**Work task**
Every record that appears below should be transcribed exactly.

**Recorded data**

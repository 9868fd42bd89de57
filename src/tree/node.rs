//! WidgetNode: the parsed JSON description of one widget.
//!
//! Parsing is lenient. A value that is not a usable node still produces a
//! [`WidgetNode`] (tagged [`MALFORMED_NODE_TYPE`], which never resolves to a
//! builder) and a [`Diagnostic::MalformedNode`], so a single bad entry can't
//! drop its siblings.

use std::collections::BTreeMap;

use serde::Serialize;
use serde_json::{Map, Value};

use crate::diagnostics::{Diagnostic, Diagnostics};

/// Type tag given to nodes that could not be parsed.
pub const MALFORMED_NODE_TYPE: &str = "<malformed>";

/// Prefix that marks inline event properties unless configured otherwise.
pub const DEFAULT_EVENT_PREFIX: &str = "on";

/// Keys with structural meaning on a node object.
const STRUCTURAL_KEYS: &[&str] = &["type", "properties", "children", "child", "events"];

/// One JSON-described UI element.
#[derive(Debug, Clone, PartialEq, Default, Serialize)]
pub struct WidgetNode {
    /// Type tag, matched verbatim (case-sensitive) against the registry.
    #[serde(rename = "type")]
    pub widget_type: String,
    pub properties: Map<String, Value>,
    pub children: Vec<WidgetNode>,
    /// Event name (e.g. `tap`) -> raw action descriptor. Decoded only at dispatch.
    pub events: BTreeMap<String, Value>,
}

impl WidgetNode {
    /// Create an empty node of the given type.
    pub fn new(widget_type: impl Into<String>) -> Self {
        Self {
            widget_type: widget_type.into(),
            ..Self::default()
        }
    }

    /// Set a property (builder).
    pub fn with_property(mut self, key: impl Into<String>, value: Value) -> Self {
        self.properties.insert(key.into(), value);
        self
    }

    /// Append a child (builder).
    pub fn with_child(mut self, child: WidgetNode) -> Self {
        self.children.push(child);
        self
    }

    /// Bind an event to a raw action descriptor (builder).
    pub fn with_event(mut self, event: impl Into<String>, descriptor: Value) -> Self {
        self.events.insert(event.into(), descriptor);
        self
    }

    /// Whether this node came from unparseable input.
    pub fn is_malformed(&self) -> bool {
        self.widget_type == MALFORMED_NODE_TYPE
    }

    /// Total number of nodes in this subtree (including `self`).
    pub fn count(&self) -> usize {
        1 + self.children.iter().map(WidgetNode::count).sum::<usize>()
    }

    /// Parse a node tree from JSON, reporting problems to `diagnostics`.
    ///
    /// Accepted shape:
    ///
    /// ```text
    /// { "type": "Button",
    ///   "properties": { "label": "Go" },
    ///   "children": [ ... ],            // or a single "child": { ... }
    ///   "events": { "tap": { "action": "navigate", "target": "home" } } }
    /// ```
    ///
    /// Other top-level keys are treated as properties (explicit `properties`
    /// entries win). A property `onXxx` whose value is an object carrying an
    /// `action` key is an event binding for `xxx`, not a plain value.
    pub fn parse(value: &Value, diagnostics: &Diagnostics) -> Self {
        Self::parse_with_prefix(value, DEFAULT_EVENT_PREFIX, diagnostics)
    }

    /// [`WidgetNode::parse`] with a custom inline event prefix
    /// (`handleTap` with prefix `handle`).
    pub fn parse_with_prefix(value: &Value, prefix: &str, diagnostics: &Diagnostics) -> Self {
        Self::parse_at(value, "root", prefix, diagnostics)
    }

    fn parse_at(value: &Value, path: &str, prefix: &str, diagnostics: &Diagnostics) -> Self {
        let malformed = |message: String| {
            diagnostics.report(Diagnostic::MalformedNode {
                path: path.to_owned(),
                message,
            });
            WidgetNode::new(MALFORMED_NODE_TYPE)
        };

        let Value::Object(obj) = value else {
            return malformed(format!("expected an object, got {value}"));
        };
        let widget_type = match obj.get("type") {
            Some(Value::String(t)) if !t.is_empty() => t.clone(),
            Some(other) => return malformed(format!("`type` must be a non-empty string, got {other}")),
            None => return malformed("missing `type`".to_owned()),
        };

        let mut node = WidgetNode::new(widget_type);

        // Inline properties first, so an explicit `properties` map overrides them.
        for (key, v) in obj {
            if !STRUCTURAL_KEYS.contains(&key.as_str()) {
                node.properties.insert(key.clone(), v.clone());
            }
        }
        match obj.get("properties") {
            None | Some(Value::Null) => {}
            Some(Value::Object(props)) => {
                for (key, v) in props {
                    node.properties.insert(key.clone(), v.clone());
                }
            }
            Some(other) => diagnostics.report(Diagnostic::MalformedNode {
                path: path.to_owned(),
                message: format!("`properties` must be an object, got {other}"),
            }),
        }

        // Lift inline event properties out of the bag.
        let inline_events: Vec<String> = node
            .properties
            .iter()
            .filter(|(key, v)| event_name(prefix, key).is_some() && is_action_object(v))
            .map(|(key, _)| key.clone())
            .collect();
        for key in inline_events {
            if let (Some(name), Some(descriptor)) = (event_name(prefix, &key), node.properties.remove(&key)) {
                node.events.insert(name, descriptor);
            }
        }

        match obj.get("events") {
            None | Some(Value::Null) => {}
            Some(Value::Object(events)) => {
                for (name, descriptor) in events {
                    node.events.insert(name.clone(), descriptor.clone());
                }
            }
            Some(other) => diagnostics.report(Diagnostic::MalformedNode {
                path: path.to_owned(),
                message: format!("`events` must be an object, got {other}"),
            }),
        }

        match obj.get("children") {
            None | Some(Value::Null) => {}
            Some(Value::Array(children)) => {
                for (i, child) in children.iter().enumerate() {
                    let child_path = format!("{path}/children[{i}]");
                    node.children.push(Self::parse_at(child, &child_path, prefix, diagnostics));
                }
            }
            Some(other) => diagnostics.report(Diagnostic::MalformedNode {
                path: path.to_owned(),
                message: format!("`children` must be an array, got {other}"),
            }),
        }
        if let Some(child) = obj.get("child").filter(|c| !c.is_null()) {
            let child_path = format!("{path}/child");
            node.children.push(Self::parse_at(child, &child_path, prefix, diagnostics));
        }

        node
    }
}

/// `onLongPress` -> `longPress` for prefix `on`. `None` if `key` is not a
/// `<prefix>Xxx` name.
pub fn event_name(prefix: &str, key: &str) -> Option<String> {
    let rest = key.strip_prefix(prefix)?;
    let mut chars = rest.chars();
    let first = chars.next()?;
    if !first.is_ascii_uppercase() {
        return None;
    }
    Some(first.to_ascii_lowercase().to_string() + chars.as_str())
}

/// `longPress` -> `onLongPress` using `prefix`. Names that already carry the
/// prefix (`onTap`) are kept as they are.
pub fn event_prop_key(prefix: &str, event: &str) -> String {
    if let Some(rest) = event.strip_prefix(prefix) {
        if rest.chars().next().is_some_and(|c| c.is_ascii_uppercase()) {
            return event.to_owned();
        }
    }
    let mut chars = event.chars();
    match chars.next() {
        Some(first) => format!("{prefix}{}{}", first.to_ascii_uppercase(), chars.as_str()),
        None => prefix.to_owned(),
    }
}

fn is_action_object(value: &Value) -> bool {
    value.as_object().is_some_and(|o| o.contains_key("action"))
}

**Exercise response**
repository 9868fd42bd89de57
filename src/tree/node.rs
//! WidgetNode: the parsed JSON description of one widget.
//!
//! Parsing is lenient. A value that is not a usable node still produces a
//! [`WidgetNode`] (tagged [`MALFORMED_NODE_TYPE`], which never resolves to a
//! builder) and a [`Diagnostic::MalformedNode`], so a single bad entry can't
//! drop its siblings.

use std::collections::BTreeMap;

use serde::Serialize;
use serde_json::{Map, Value};

use crate::diagnostics::{Diagnostic, Diagnostics};

/// Type tag given to nodes that could not be parsed.
pub const MALFORMED_NODE_TYPE: &str = "<malformed>";

/// Prefix that marks inline event properties unless configured otherwise.
pub const DEFAULT_EVENT_PREFIX: &str = "on";

/// Keys with structural meaning on a node object.
const STRUCTURAL_KEYS: &[&str] = &["type", "properties", "children", "child", "events"];

/// One JSON-described UI element.
#[derive(Debug, Clone, PartialEq, Default, Serialize)]
pub struct WidgetNode {
    /// Type tag, matched verbatim (case-sensitive) against the registry.
    #[serde(rename = "type")]
    pub widget_type: String,
    pub properties: Map<String, Value>,
    pub children: Vec<WidgetNode>,
    /// Event name (e.g. `tap`) -> raw action descriptor. Decoded only at dispatch.
    pub events: BTreeMap<String, Value>,
}

impl WidgetNode {
    /// Create an empty node of the given type.
    pub fn new(widget_type: impl Into<String>) -> Self {
        Self {
            widget_type: widget_type.into(),
            ..Self::default()
        }
    }

    /// Set a property (builder).
    pub fn with_property(mut self, key: impl Into<String>, value: Value) -> Self {
        self.properties.insert(key.into(), value);
        self
    }

    /// Append a child (builder).
    pub fn with_child(mut self, child: WidgetNode) -> Self {
        self.children.push(child);
        self
    }

    /// Bind an event to a raw action descriptor (builder).
    pub fn with_event(mut self, event: impl Into<String>, descriptor: Value) -> Self {
        self.events.insert(event.into(), descriptor);
        self
    }

    /// Whether this node came from unparseable input.
    pub fn is_malformed(&self) -> bool {
        self.widget_type == MALFORMED_NODE_TYPE
    }

    /// Total number of nodes in this subtree (including `self`).
    pub fn count(&self) -> usize {
        1 + self.children.iter().map(WidgetNode::count).sum::<usize>()
    }

    /// Parse a node tree from JSON, reporting problems to `diagnostics`.
    ///
    /// Accepted shape:
    ///
    /// ```text
    /// { "type": "Button",
    ///   "properties": { "label": "Go" },
    ///   "children": [ ... ],            // or a single "child": { ... }
    ///   "events": { "tap": { "action": "navigate", "target": "home" } } }
    /// ```
    ///
    /// Other top-level keys are treated as properties (explicit `properties`
    /// entries win). A property `onXxx` whose value is an object carrying an
    /// `action` key is an event binding for `xxx`, not a plain value.
    pub fn parse(value: &Value, diagnostics: &Diagnostics) -> Self {
        Self::parse_with_prefix(value, DEFAULT_EVENT_PREFIX, diagnostics)
    }

    /// [`WidgetNode::parse`] with a custom inline event prefix
    /// (`handleTap` with prefix `handle`).
    pub fn parse_with_prefix(value: &Value, prefix: &str, diagnostics: &Diagnostics) -> Self {
        Self::parse_at(value, "root", prefix, diagnostics)
    }

    fn parse_at(value: &Value, path: &str, prefix: &str, diagnostics: &Diagnostics) -> Self {
        let malformed = |message: String| {
            diagnostics.report(Diagnostic::MalformedNode {
                path: path.to_owned(),
                message,
            });
            WidgetNode::new(MALFORMED_NODE_TYPE)
        };

        let Value::Object(obj) = value else {
            return malformed(format!("expected an object, got {value}"));
        };
        let widget_type = match obj.get("type") {
            Some(Value::String(t)) if !t.is_empty() => t.clone(),
            Some(other) => return malformed(format!("`type` must be a non-empty string, got {other}")),
            None => return malformed("missing `type`".to_owned()),
        };

        let mut node = WidgetNode::new(widget_type);

        // Inline properties first, so an explicit `properties` map overrides them.
        for (key, v) in obj {
            if !STRUCTURAL_KEYS.contains(&key.as_str()) {
                node.properties.insert(key.clone(), v.clone());
            }
        }
        match obj.get("properties") {
            None | Some(Value::Null) => {}
            Some(Value::Object(props)) => {
                for (key, v) in props {
                    node.properties.insert(key.clone(), v.clone());
                }
            }
            Some(other) => diagnostics.report(Diagnostic::MalformedNode {
                path: path.to_owned(),
                message: format!("`properties` must be an object, got {other}"),
            }),
        }

        // Lift inline event properties out of the bag.
        let inline_events: Vec<String> = node
            .properties
            .iter()
            .filter(|(key, v)| event_name(prefix, key).is_some() && is_action_object(v))
            .map(|(key, _)| key.clone())
            .collect();
        for key in inline_events {
            if let (Some(name), Some(descriptor)) = (event_name(prefix, &key), node.properties.remove(&key)) {
                node.events.insert(name, descriptor);
            }
        }

        match obj.get("events") {
            None | Some(Value::Null) => {}
            Some(Value::Object(events)) => {
                for (name, descriptor) in events {
                    node.events.insert(name.clone(), descriptor.clone());
                }
            }
            Some(other) => diagnostics.report(Diagnostic::MalformedNode {
                path: path.to_owned(),
                message: format!("`events` must be an object, got {other}"),
            }),
        }

        match obj.get("children") {
            None | Some(Value::Null) => {}
            Some(Value::Array(children)) => {
                for (i, child) in children.iter().enumerate() {
                    let child_path = format!("{path}/children[{i}]");
                    node.children.push(Self::parse_at(child, &child_path, prefix, diagnostics));
                }
            }
            Some(other) => diagnostics.report(Diagnostic::MalformedNode {
                path: path.to_owned(),
                message: format!("`children` must be an array, got {other}"),
            }),
        }
        if let Some(child) = obj.get("child").filter(|c| !c.is_null()) {
            let child_path = format!("{path}/child");
            node.children.push(Self::parse_at(child, &child_path, prefix, diagnostics));
        }

        node
    }
}

/// `onLongPress` -> `longPress` for prefix `on`. `None` if `key` is not a
/// `<prefix>Xxx` name.
pub fn event_name(prefix: &str, key: &str) -> Option<String> {
    let rest = key.strip_prefix(prefix)?;
    let mut chars = rest.chars();
    let first = chars.next()?;
    if !first.is_ascii_uppercase() {
        return None;
    }
    Some(first.to_ascii_lowercase().to_string() + chars.as_str())
}

/// `longPress` -> `onLongPress` using `prefix`. Names that already carry the
/// prefix (`onTap`) are kept as they are.
pub fn event_prop_key(prefix: &str, event: &str) -> String {
    if let Some(rest) = event.strip_prefix(prefix) {
        if rest.chars().next().is_some_and(|c| c.is_ascii_uppercase()) {
            return event.to_owned();
        }
    }
    let mut chars = event.chars();
    match chars.next() {
        Some(first) => format!("{prefix}{}{}", first.to_ascii_uppercase(), chars.as_str()),
        None => prefix.to_owned(),
    }
}

fn is_action_object(value: &Value) -> bool {
    value.as_object().is_some_and(|o| o.contains_key("action"))
}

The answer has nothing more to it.